EXERCISE INSTRUCTIONS
Please report every line in the entries that contains the string "parsing".

####

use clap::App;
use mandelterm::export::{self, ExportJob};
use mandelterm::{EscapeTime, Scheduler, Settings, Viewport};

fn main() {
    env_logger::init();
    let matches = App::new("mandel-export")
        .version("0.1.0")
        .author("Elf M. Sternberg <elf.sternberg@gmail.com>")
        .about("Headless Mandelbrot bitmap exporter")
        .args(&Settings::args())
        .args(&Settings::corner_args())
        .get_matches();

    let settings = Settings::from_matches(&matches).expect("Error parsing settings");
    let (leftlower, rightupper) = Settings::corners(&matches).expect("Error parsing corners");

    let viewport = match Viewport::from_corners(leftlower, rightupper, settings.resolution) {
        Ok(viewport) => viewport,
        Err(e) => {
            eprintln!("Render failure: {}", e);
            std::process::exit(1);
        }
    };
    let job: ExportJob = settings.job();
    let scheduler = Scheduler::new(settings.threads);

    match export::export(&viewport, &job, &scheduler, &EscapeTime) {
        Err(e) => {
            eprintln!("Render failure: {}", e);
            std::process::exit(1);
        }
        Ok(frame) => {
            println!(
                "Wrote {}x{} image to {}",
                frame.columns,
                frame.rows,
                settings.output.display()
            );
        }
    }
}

####

ANSWER BOX
    let settings = Settings::from_matches(&matches).expect("Error parsing settings");
    let (leftlower, rightupper) = Settings::corners(&matches).expect("Error parsing corners");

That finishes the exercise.